Its tiny! But we can also find out how large the dataset would be if we had all of its contents with datalad status and the –annex flag. In total, there are more than 15GB of podcasts you have now access to:

datalad status --annex

You can get individual or groups of files, directories, or datasets with the datalad get command. This command retrieves the content for you:

datalad get Long_Now__Seminars_About_Long_term_Thinking/2003_11_15__Brian_Eno__The_Long_Now.mp3

Content that is already present is not re-retrieved:

datalad get Long_Now__Seminars_About_Long_term_Thinking/2003_11_15__Brian_Eno__The_Long_Now.mp3  \Long_Now__Seminars_About_Long_term_Thinking/2003_12_13__Peter_Schwartz__The_Art_Of_The_Really_Long_View.mp3  \Long_Now__Seminars_About_Long_term_Thinking/2004_01_10__George_Dyson__There_s_Plenty_of_Room_at_the_Top__Long_term_Thinking_About_Large_scale_Computing.mp3

If you don’t need the data locally anymore you can drop the content from your dataset to save diskspace:

datalad drop Long_Now__Seminars_About_Long_term_Thinking/2003_12_13__Peter_Schwartz__The_Art_Of_The_Really_Long_View.mp3

Afterwards, as long as DataLad knows where a file came from, its content can be retrieved again:

datalad get Long_Now__Seminars_About_Long_term_Thinking/2003_12_13__Peter_Schwartz__The_Art_Of_The_Really_Long_View.mp3

Dataset nesting

Let’s take a look into the history of the longnow subdataset: We can see that it has preserved its history completely. This means that the data we retrieved preserved all of its provenance:

git log --reverse

ow does this look in the top-level dataset? If we query DataLad-101s history, there will be no commit about mp3 files or any of the commits we have seen in the subdataset. Instead, we can see that the superdataset recorded the recordings|longnow dataset as a subdataset. This means, that it recorded where this dataset came from and what version it is in:

cd ../../
git log -p -n 1

The subproject commit registered the most recent commit of the subdataset, and thus the subdataset version:

cd recordings/longnow
git log --oneline
cd ../../

More on data versioning, nesting, and a glimpse into reproducible paper

We’ll clone a repository for a paper that shares manuscript, code, and data:

cd ../
datalad clone git@github.com:psychoinformatics-de/paper-remodnav.git

The top-level dataset has many subdatasets. One of it, remodnav, is a dataset that contains the sourcecode for a Python package called remodnav used in eyetracking analyses:

cd paper-remodnav
datalad subdatasets

After cloning a dataset, its subdatasets will be known, but just as content is not yet retrieved for files in datasets, subdatasets of datasets are not yet installed. If I navigate into an uninstalled subdataset it will appear like an empty directory:

cd remodnav
ls

In order to install a subdataset, I use datalad get:

datalad get --recursive --recursion-limit 2 -n .
ls

This command doesn’t only retrieve file contents, but it also installs subdatasets. So if you want to be really lazy, just run datalad get –recursive -n in the root of a dataset to install all subdatasets that are available. The -n option prevents get from downloading any data, so that only subdataset are installed, but no data is downloaded. Here, the depth of recursion is limited. For one, it would take a while to install all subdatasets, but the very raw eye tracking dataset contains subject IDs that should not be shared, and therefore, this subdataset is not accessible - if you try to install all subdatasets, the source eyetracking data will throw an error, because it is not made publicly available.

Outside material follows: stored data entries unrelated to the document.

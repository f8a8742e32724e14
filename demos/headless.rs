//! # Headless Dice Demo
//!
//! Runs the dice engine against the simulated tracker and the in-memory scene,
//! logging what happens along the way.
//!
//! ## Usage:
//! ```bash
//! RUST_LOG=debug cargo run --example headless
//! ```
//!
//! ## What you'll see:
//! - A table detected one meter in front of the camera, then refined
//! - Three taps that land on it and one that misses
//! - A shake that rolls every die, and a final remove-all

use anyhow::{ensure, Context, Result};
use ardice::prelude::*;
use log::info;

const FRAME: f32 = 1.0 / 60.0;

fn run_frames(scene: &mut Scene, seconds: f32) {
    let frames = (seconds / FRAME).ceil() as usize;
    for _ in 0..frames {
        scene.advance(FRAME);
    }
}

fn main() -> Result<()> {
    ardice::init_logging();

    // Phone held at 1.2m looking at a spot on the table
    let camera = DeviceCamera::look_at(
        Vector3::new(0.0, 1.2, 0.0),
        Vector3::new(0.0, 0.0, -1.0),
        (1170.0, 2532.0),
    );

    let config = EngineConfig::default().with_seed(2024);
    let mut engine = DiceEngine::new(config, Scene::new(), SimulatedTracking::new(camera))
        .context("building the dice engine")?;
    engine.start_session();

    let table = engine.tracking_mut().allocate_id();
    let pose = Matrix4::from_translation(Vector3::new(0.0, 0.0, -1.0));
    engine.tracking_mut().detect_plane(PlaneAnchor::horizontal(
        table,
        pose,
        Vector3::zero(),
        Vector3::new(0.6, 0.0, 0.4),
    ));
    engine.sync_anchors();

    // More of the table comes into view
    engine.tracking_mut().detect_plane(PlaneAnchor::horizontal(
        table,
        pose,
        Vector3::new(0.1, 0.0, 0.0),
        Vector3::new(1.2, 0.0, 0.8),
    ));
    engine.sync_anchors();

    for point in [(585.0, 1266.0), (500.0, 1300.0), (700.0, 1250.0), (585.0, 40.0)] {
        engine.dispatch(Interaction::Tap(point));
    }
    ensure!(
        engine.registry().len() == 3,
        "expected three dice, got {}",
        engine.registry().len()
    );
    run_frames(engine.runtime_mut(), 0.5);

    engine.dispatch(Interaction::Shake);
    run_frames(engine.runtime_mut(), 0.5);

    for object in engine.registry() {
        if let Some(node) = engine.runtime().node(object.node) {
            let angles = node.euler_angles;
            info!(
                "{:?} turned {:.0}° about X and {:.0}° about Z",
                object.id,
                Deg::from(Rad(angles.x)).0,
                Deg::from(Rad(angles.z)).0
            );
        }
    }

    engine.dispatch(Interaction::RemoveAll);
    info!(
        "{} die(s) left, {} scene node(s), {} roll(s) scheduled in total",
        engine.registry().len(),
        engine.runtime().node_count(),
        engine.runtime().scheduled_actions()
    );
    Ok(())
}
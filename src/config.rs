//! Engine configuration
//!
//! Plain data with sensible defaults and builder-style setters. Everything is
//! checked once by [`EngineConfig::validate`] when the engine is constructed.
//!
//! ```
//! use ardice::config::{EngineConfig, HeightPolicy};
//!
//! let config = EngineConfig::default()
//!     .with_seed(7)
//!     .with_bounding_radius(0.02)
//!     .with_height_policy(HeightPolicy::Flush);
//! assert!(config.validate().is_ok());
//! ```

use std::path::PathBuf;

use crate::{
    error::{DiceError, Result},
    tracking::SessionConfig,
};

/// Image applied to every surface visual unless overridden
pub const DEFAULT_GRID_TEXTURE: &str = "art.scnassets/grid.png";

/// Where the placeable object comes from
#[derive(Debug, Clone, PartialEq)]
pub enum TemplateSource {
    /// Model named `node_name` inside an OBJ file
    Obj { path: PathBuf, node_name: String },
    /// Cube with edge length `size` (meters)
    Procedural { name: String, size: f32 },
}

impl Default for TemplateSource {
    fn default() -> Self {
        TemplateSource::Procedural {
            name: "Dice".to_string(),
            size: 0.04,
        }
    }
}

/// Vertical placement of a new object relative to the hit surface
#[derive(Debug, Clone, Copy, PartialEq, Eq, Default)]
pub enum HeightPolicy {
    /// Raise the object by its bounding radius so it sits on the surface
    #[default]
    Flush,
    /// Put the object's center on the surface; it clips halfway through.
    /// Only kept for comparison with older placements.
    SurfaceLevel,
}

/// Parameters of the roll animation
#[derive(Debug, Clone, Copy, PartialEq)]
pub struct RollSettings {
    /// Seconds each roll takes
    pub duration: f32,
    /// Multiplier on the quarter-turn angle so a roll spins several times
    pub amplification: f32,
    /// Quarter turns are drawn uniformly from 1..=quarter_turns per axis
    pub quarter_turns: u32,
    /// Fixed RNG seed for reproducible rolls; OS entropy when unset
    pub seed: Option<u64>,
}

impl Default for RollSettings {
    fn default() -> Self {
        Self {
            duration: 0.5,
            amplification: 5.0,
            quarter_turns: 4,
            seed: None,
        }
    }
}

/// Top-level engine configuration
#[derive(Debug, Clone, PartialEq)]
pub struct EngineConfig {
    pub template: TemplateSource,
    pub height_policy: HeightPolicy,
    /// Overrides the radius computed from the template geometry
    pub bounding_radius: Option<f32>,
    pub roll: RollSettings,
    pub grid_texture: String,
    pub default_lighting: bool,
    pub session: SessionConfig,
}

impl Default for EngineConfig {
    fn default() -> Self {
        Self {
            template: TemplateSource::default(),
            height_policy: HeightPolicy::default(),
            bounding_radius: None,
            roll: RollSettings::default(),
            grid_texture: DEFAULT_GRID_TEXTURE.to_string(),
            default_lighting: true,
            session: SessionConfig::default(),
        }
    }
}

impl EngineConfig {
    pub fn with_template(mut self, template: TemplateSource) -> Self {
        self.template = template;
        self
    }

    /// Shorthand for an OBJ template
    pub fn with_obj_template(self, path: impl Into<PathBuf>, node_name: &str) -> Self {
        self.with_template(TemplateSource::Obj {
            path: path.into(),
            node_name: node_name.to_string(),
        })
    }

    pub fn with_height_policy(mut self, policy: HeightPolicy) -> Self {
        self.height_policy = policy;
        self
    }

    pub fn with_bounding_radius(mut self, radius: f32) -> Self {
        self.bounding_radius = Some(radius);
        self
    }

    pub fn with_seed(mut self, seed: u64) -> Self {
        self.roll.seed = Some(seed);
        self
    }

    pub fn with_roll_duration(mut self, duration: f32) -> Self {
        self.roll.duration = duration;
        self
    }

    pub fn with_amplification(mut self, amplification: f32) -> Self {
        self.roll.amplification = amplification;
        self
    }

    pub fn with_grid_texture(mut self, path: &str) -> Self {
        self.grid_texture = path.to_string();
        self
    }

    pub fn with_default_lighting(mut self, enabled: bool) -> Self {
        self.default_lighting = enabled;
        self
    }

    pub fn with_session(mut self, session: SessionConfig) -> Self {
        self.session = session;
        self
    }

    /// Rejects values the engine cannot work with
    pub fn validate(&self) -> Result<()> {
        let roll = &self.roll;
        if !roll.duration.is_finite() || roll.duration < 0.0 {
            return Err(DiceError::invalid_config(format!(
                "roll duration must be a non-negative number of seconds, got {}",
                roll.duration
            )));
        }
        if !roll.amplification.is_finite() || roll.amplification <= 0.0 {
            return Err(DiceError::invalid_config(format!(
                "roll amplification must be positive, got {}",
                roll.amplification
            )));
        }
        if roll.quarter_turns == 0 {
            return Err(DiceError::invalid_config("roll needs at least one quarter turn"));
        }
        if let Some(radius) = self.bounding_radius {
            if !radius.is_finite() || radius < 0.0 {
                return Err(DiceError::invalid_config(format!(
                    "bounding radius must be non-negative, got {}",
                    radius
                )));
            }
        }
        if let TemplateSource::Procedural { size, .. } = &self.template {
            if !size.is_finite() || *size <= 0.0 {
                return Err(DiceError::invalid_config(format!(
                    "procedural template size must be positive, got {}",
                    size
                )));
            }
        }
        Ok(())
    }
}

Afterwards, you can see that the remodnav subdataset also contains further subdatasets. In this case, these subdatasets contain data that is used for testing and validating software performance:

datalad subdatasets

One of the validation data subdatasets came form another lab that shared their data. After I was almost finished with my paper, I found another paper that reported a mistake in this data. The mistake was still present in the data I was using, though. So by inspecting the history of this dataset you can see that at one point, I contributed a fix that changed the data:

cd remodnav/tests/data/anderson_etal
git log -n 3

But because I can link subdatasets in precise version I can consciously decide and openly record which version of the data I am using or even test how much my results change by resetting the subdataset to an ealier state or updating the dataset to a more recent version.

Reproducible analyses

Not only can I version control data and consume data with datalad, I can also create datasets with data analyses in a way that my future self and others can easily and automatically recompute what was done:

cd ../../../../ # get out of the paper repository

First, create a new dataset, in this case with the yoda configuration:

datalad create -c yoda myanalysis

This sets up a helpful structure for my dataset with a code directory and some README files, and applies helpful configurations:

cd myanalysis
tree

Read up more about the YODA principles and the yoda configuration in the section YODA: Best practices for data analyses in a dataset.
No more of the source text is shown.